Volume 74, Number 23 | Octuber 6 - 12 , 2004

Villager photo by Judith Seigel

A truck waited to pass on the morning of Sept. 21 as delivery trucks for a party at 66 Morton St. blocked the street.

Neighbors disagree whether building is a problem

By Nancy Reardon

Tension is on the rise on Morton St. in the Village as a 10-year community dispute has set neighbor against neighbor.

A group called Neighbors of 66, led by Judith Seigel of 61 Morton St., has been staging protests and distributing pamphlets against what they believe is illegal commercial use of property owned by Mary E. Kaplan at 66 Morton St. An investigation by The Villager revealed that Kaplan’s use of the property is legitimate, but Seigel said she is still skeptical and is not throwing in the towel yet.

Kaplan did not return phone calls asking for comment. The three-story house at 66 Morton St. is used for film productions, photo shoots and, most recently, is playing host to a day spa, called the Self Center, to commemorate Self magazine’s 25th anniversary.

Seigel lives across the street from the property she calls “Hollywood on the Hudson” and said that the traffic, trailers, set lights, noise, cranes and parking issues associated with activity at 66 Morton cause a serious disruption to her and surrounding residents. Seigel has been trying to draw attention to these problems for 10 years by documenting the activity at No. 66 with a camera, writing letters, staging protests, appealing to the Morton Street Block Association and, just last Thursday, speaking at a Community Board 2 meeting.

On the opening night for the Self promotional spa, Seigel handed out brochures that detailed complaints about 66 Morton St. and made several allegations against Kaplan. The pamphlet states that “#66 has flouted the law for decades as an illegal business in a residential area, breaking the rules of maintenance and laws of regulation with impunity.”

But 66 Morton St. is actually a split-lot property, with 80 percent of the tax lot zoned as a commercial district and 20 percent zoned as residential, according to Jennifer Givner, a spokesperson for the Department of Buildings. Residents’ confusion over the status of the property is due to the fact that the public records list the lot as “Walk Up Apartment — Three Families.” But Givner confirmed that 20 of every 25 feet on the property can be legally used for commercial purposes.

Seigel also alleges that the activity at 66 Morton St. is illegal because the property has no certificate of occupancy on file. Givner said that properties built before 1938 do not require these certificates and many do not have them.

Not all agree with Neighbors of 66, saying that many of the group’s complaints are irrelevant today because they date back to problems in the early 1990s. In 1993, then-president of the Morton Street Block Association Miriam Lee wrote a letter to the Mayor’s Office of Film, Theatre and Broadcasting — which gives out permits for filming — about the overabundance of activity on Morton St. In that year, six permits had been issued for filming on the street.
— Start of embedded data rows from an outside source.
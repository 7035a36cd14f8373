//! # mockd core
//!
//! Shared foundations for the mockd multi-protocol mock server: the mock
//! data model, protocol matchers and dispatch, the template engine, the
//! chaos engine, and the concurrent in-memory stores (registry, stateful
//! resources, request log, verification counters).
//!
//! Protocol listeners live in their own crates (`mockd-http`, `mockd-grpc`,
//! `mockd-mqtt`); the admin surface in `mockd-admin`; lifecycle in
//! `mockd-server`. Everything they share flows through [`Stores`].
//!
//! ## Quick start: dispatch against a registry
//!
//! ```rust,no_run
//! use mockd_core::{dispatch, MockRegistry, Protocol, RequestSnapshot};
//!
//! # async fn example(registry: MockRegistry) {
//! let snapshot = RequestSnapshot::new(Protocol::Http, "GET", "/hello");
//! let mocks = registry.snapshot(Protocol::Http).await;
//! let outcome = dispatch::dispatch(&mocks, &snapshot);
//! # }
//! ```

pub mod chaos;
pub mod config;
pub mod dispatch;
pub mod error;
pub mod events;
pub mod matching;
pub mod model;
pub mod registry;
pub mod request_log;
pub mod sequence;
pub mod state;
pub mod template;
pub mod tokens;
pub mod verification;

pub use chaos::{ChaosAction, ChaosDecision, ChaosEngine, ChaosSettings};
pub use config::MockdConfig;
pub use dispatch::{DispatchHit, DispatchOutcome};
pub use error::{Error, FieldError, Result};
pub use events::{ClientCertInfo, RequestSnapshot, ResponseRecord};
pub use matching::NearMiss;
pub use model::{Mock, MockSpec, Protocol};
pub use registry::{ImportReport, MockRegistry, ReloadReport};
pub use request_log::{LogQuery, RequestLog, RequestLogEntry};
pub use sequence::SequenceStore;
pub use state::{ListQuery, StatefulStore};
pub use template::{Template, TemplateContext};
pub use tokens::TokenStore;
pub use verification::{VerificationStore, VerifyAssertion};

use state::CustomOperation;
use std::collections::HashMap;
use std::sync::Arc;
use tokio::sync::RwLock;

/// The shared store set handed to every listener and the admin surface.
///
/// Each store owns its entities exclusively; handlers work on snapshots and
/// ids, never on pointers shared across store boundaries.
#[derive(Debug)]
pub struct Stores {
    pub registry: MockRegistry,
    pub state: StatefulStore,
    pub request_log: RequestLog,
    pub verification: VerificationStore,
    pub chaos: ChaosEngine,
    pub sequences: SequenceStore,
    /// Tokens issued by OAuth mocks
    pub tokens: TokenStore,
    /// Custom multi-step operations, keyed by name
    pub operations: RwLock<HashMap<String, CustomOperation>>,
}

impl Stores {
    /// Build the store set from a loaded config document
    pub async fn from_config(config: &MockdConfig) -> Result<Arc<Self>> {
        config.validate()?;
        let stores = Arc::new(Self {
            registry: MockRegistry::new(),
            state: StatefulStore::new(),
            request_log: RequestLog::new(config.max_log_entries),
            verification: VerificationStore::new(),
            chaos: ChaosEngine::new(config.chaos.clone().unwrap_or_default()),
            sequences: SequenceStore::new(),
            tokens: TokenStore::new(),
            operations: RwLock::new(HashMap::new()),
        });

        for mock in config.mocks.clone() {
            stores.registry.insert(mock).await?;
        }
        for resource in config.stateful_resources.clone() {
            stores.state.register(resource).await;
        }
        let mut operations = stores.operations.write().await;
        for op in config.custom_operations.clone() {
            operations.insert(op.name.clone(), op);
        }
        drop(operations);
        Ok(stores)
    }

    /// Export the current mock set as a config document (snapshot path)
    pub async fn export_config(&self, base: &MockdConfig) -> MockdConfig {
        let mut config = base.clone();
        config.mocks = self
            .registry
            .list()
            .await
            .iter()
            .map(|m| Mock::clone(m))
            .collect();
        config.chaos = Some(self.chaos.settings().await);
        config
    }
}

#[cfg(test)]
mod tests {
    use super::*;

    #[tokio::test]
    async fn stores_from_config_registers_everything() {
        let config = MockdConfig::from_str(
            r#"
mocks:
  - type: http
    matcher:
      path: /ping
statefulResources:
  - name: users
    seedData:
      - id: "1"
customOperations:
  - name: Touch
    steps:
      - action: read
        resource: users
        id: "1"
"#,
        )
        .expect("parse");
        let stores = Stores::from_config(&config).await.expect("stores");
        assert_eq!(stores.registry.len().await, 1);
        assert_eq!(stores.state.resource_names().await, vec!["users"]);
        assert!(stores.operations.read().await.contains_key("Touch"));
    }

    #[tokio::test]
    async fn export_reflects_registry_changes() {
        let config = MockdConfig::default();
        let stores = Stores::from_config(&config).await.expect("stores");
        let exported = stores.export_config(&config).await;
        assert!(exported.mocks.is_empty());
    }
}
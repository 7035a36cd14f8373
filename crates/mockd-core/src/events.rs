//! Protocol-neutral request and response snapshots
//!
//! Listeners decode wire frames into a [`RequestSnapshot`]; dispatch, the
//! template context and the request log all consume it without knowing the
//! originating protocol.

use crate::model::Protocol;
use chrono::{DateTime, Utc};
use serde::{Deserialize, Serialize};
use std::collections::HashMap;

/// Identifying fields of one incoming request, captured once at the listener
#[derive(Debug, Clone, Serialize, Deserialize)]
pub struct RequestSnapshot {
    pub protocol: Protocol,
    /// HTTP verb, gRPC method, GraphQL operation type, SOAP operation,
    /// or the MQTT packet kind
    pub method: String,
    /// HTTP path, gRPC `/Service/Method`, MQTT topic, WS/SSE path
    pub path: String,
    /// Headers (HTTP) or metadata (gRPC); lowercase keys
    #[serde(default)]
    pub headers: HashMap<String, String>,
    /// Query parameters
    #[serde(default)]
    pub query: HashMap<String, String>,
    /// Path parameters captured by `{param}` placeholders after a match
    #[serde(default)]
    pub path_params: HashMap<String, String>,
    /// Raw body bytes, when the protocol carries one
    #[serde(default, skip_serializing_if = "Option::is_none")]
    pub body: Option<Vec<u8>>,
    /// Client certificate subject fields when mTLS is enabled
    #[serde(default, skip_serializing_if = "Option::is_none")]
    pub client_cert: Option<ClientCertInfo>,
    pub received_at: DateTime<Utc>,
}

impl RequestSnapshot {
    pub fn new(protocol: Protocol, method: impl Into<String>, path: impl Into<String>) -> Self {
        Self {
            protocol,
            method: method.into(),
            path: path.into(),
            headers: HashMap::new(),
            query: HashMap::new(),
            path_params: HashMap::new(),
            body: None,
            client_cert: None,
            received_at: Utc::now(),
        }
    }

    pub fn with_headers(mut self, headers: HashMap<String, String>) -> Self {
        self.headers = headers;
        self
    }

    pub fn with_query(mut self, query: HashMap<String, String>) -> Self {
        self.query = query;
        self
    }

    pub fn with_body(mut self, body: Vec<u8>) -> Self {
        self.body = Some(body);
        self
    }

    /// Body as UTF-8 text; lossy so matching never fails on encoding
    pub fn body_text(&self) -> Option<String> {
        self.body.as_ref().map(|b| String::from_utf8_lossy(b).into_owned())
    }

    /// Body parsed as JSON, if it is JSON
    pub fn body_json(&self) -> Option<serde_json::Value> {
        self.body.as_ref().and_then(|b| serde_json::from_slice(b).ok())
    }

    /// Header lookup, case-insensitive
    pub fn header(&self, name: &str) -> Option<&str> {
        let lower = name.to_ascii_lowercase();
        self.headers.get(&lower).map(String::as_str).or_else(|| {
            self.headers
                .iter()
                .find(|(k, _)| k.eq_ignore_ascii_case(name))
                .map(|(_, v)| v.as_str())
        })
    }
}

/// Client certificate subject fields surfaced to matchers and templates
#[derive(Debug, Clone, Default, Serialize, Deserialize)]
#[serde(rename_all = "camelCase")]
pub struct ClientCertInfo {
    pub common_name: Option<String>,
    #[serde(default)]
    pub san_dns: Vec<String>,
    #[serde(default)]
    pub san_ip: Vec<String>,
    #[serde(default)]
    pub san_uri: Vec<String>,
}

/// What was sent back, recorded into the request log
#[derive(Debug, Clone, Serialize, Deserialize)]
pub struct ResponseRecord {
    pub status: u16,
    #[serde(default)]
    pub headers: HashMap<String, String>,
    /// Body preview, truncated to keep log entries bounded
    #[serde(default, skip_serializing_if = "Option::is_none")]
    pub body: Option<String>,
}

impl ResponseRecord {
    const BODY_PREVIEW_LIMIT: usize = 4096;

    pub fn new(status: u16) -> Self {
        Self {
            status,
            headers: HashMap::new(),
            body: None,
        }
    }

    pub fn with_body(mut self, body: &str) -> Self {
        let mut preview = body.to_string();
        if preview.len() > Self::BODY_PREVIEW_LIMIT {
            let mut cut = Self::BODY_PREVIEW_LIMIT;
            while !preview.is_char_boundary(cut) {
                cut -= 1;
            }
            preview.truncate(cut);
        }
        self.body = Some(preview);
        self
    }
}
Al Bennett, current president of the M.S.B.A., said that there have been few problems since that time. “It was a dreadful situation when we had these back-to-back productions,” he said. “But the Mayor’s Office has been very cooperative with us. The situation has changed considerably.”

The Office of Film, Theatre and Broadcasting issues permits for use of public space, such as the actual street on Morton St., but does not issue permits for private property, such as 66 Morton St. Only the property owner — Kaplan — can give permission for filming and productions inside the house and her right to do so is also perfectly legal, according to a spokeswoman for O.F.T.B.
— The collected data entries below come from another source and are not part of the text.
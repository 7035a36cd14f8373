//! RFC 7807 Problem Details responses for the admin surface

use axum::http::{header::CONTENT_TYPE, HeaderValue, StatusCode};
use axum::response::{IntoResponse, Response};
use mockd_core::{Error, FieldError};
use serde::Serialize;

const PROBLEM_CONTENT_TYPE: &str = "application/problem+json";

/// An RFC 7807 problem document, with field-level `errors` for validation
/// failures
#[derive(Debug, Clone, Serialize)]
pub struct Problem {
    #[serde(rename = "type")]
    pub kind: String,
    pub title: String,
    pub status: u16,
    #[serde(skip_serializing_if = "Option::is_none")]
    pub detail: Option<String>,
    #[serde(skip_serializing_if = "Vec::is_empty")]
    pub errors: Vec<FieldError>,
}

impl Problem {
    pub fn new(status: u16, kind: &str, title: impl Into<String>) -> Self {
        Self {
            kind: format!("https://mockd.dev/problems/{kind}"),
            title: title.into(),
            status,
            detail: None,
            errors: Vec::new(),
        }
    }

    pub fn with_detail(mut self, detail: impl Into<String>) -> Self {
        self.detail = Some(detail.into());
        self
    }
}

impl From<&Error> for Problem {
    fn from(error: &Error) -> Self {
        Self {
            kind: format!("https://mockd.dev/problems/{}", error.kind()),
            title: error.kind().replace('_', " "),
            status: error.http_status(),
            detail: Some(error.to_string()),
            errors: error.field_errors().to_vec(),
        }
    }
}

impl IntoResponse for Problem {
    fn into_response(self) -> Response {
        let status =
            StatusCode::from_u16(self.status).unwrap_or(StatusCode::INTERNAL_SERVER_ERROR);
        let body = serde_json::to_string(&self).unwrap_or_else(|_| "{}".to_string());
        let mut response = (status, body).into_response();
        response.headers_mut().insert(
            CONTENT_TYPE,
            HeaderValue::from_static(PROBLEM_CONTENT_TYPE),
        );
        response
    }
}

/// Shorthand for handler results
pub fn problem(error: &Error) -> Response {
    Problem::from(error).into_response()
}

#[cfg(test)]
mod tests {
    use super::*;

    #[tokio::test]
    async fn validation_errors_carry_field_detail() {
        let error = Error::validation_fields(
            "mock failed validation",
            vec![FieldError::new("matcher.path", "required")],
        );
        let response = problem(&error);
        assert_eq!(response.status(), StatusCode::BAD_REQUEST);
        assert_eq!(
            response.headers().get(CONTENT_TYPE).expect("ct"),
            PROBLEM_CONTENT_TYPE
        );
        let bytes = axum::body::to_bytes(response.into_body(), 8192)
            .await
            .expect("body");
        let doc: serde_json::Value = serde_json::from_slice(&bytes).expect("json");
        assert_eq!(doc["errors"][0]["location"], "matcher.path");
        assert_eq!(doc["status"], 400);
    }
}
Bennett said that the M.S.B.A. has taken every step to make sure that events such as the Self Center do not disrupt the lives of residents, including meeting with the magazine’s publisher and program’s director. He described Seigel as a “one-woman crusade.”
A spokesperson for Self magazine said that they had gotten every permit necessary for the Self Center.

Seigel has questioned the motives of the M.S.B.A., calling the $5,000 the block association received from Self magazine a “payoff.” Bennett said that the allegation is “outrageous” and that it is not uncommon for companies who use the neighborhood for filming and events to make donations as a gesture of appreciation. He said that the money goes toward beautification of the neighborhood, such as maintaining trees and purchasing mulch.

Seigel said she is frustrated that no one seems able to do anything about a situation that directly affects her. A recent flier produced by Seigel states, “All but one of the M.S.B.A. executive board accepting this money (without consulting the 143 members) live safely out of earshot.”

Seigel said that the The Villager’s findings have no immediate effect on her mission. She said that she will continue her research to confirm that the activity at 66 Morton St. is illegal and must be stopped. “I believe there’s two sets of laws — one for us, and one for her,” she said, referring to Kaplan.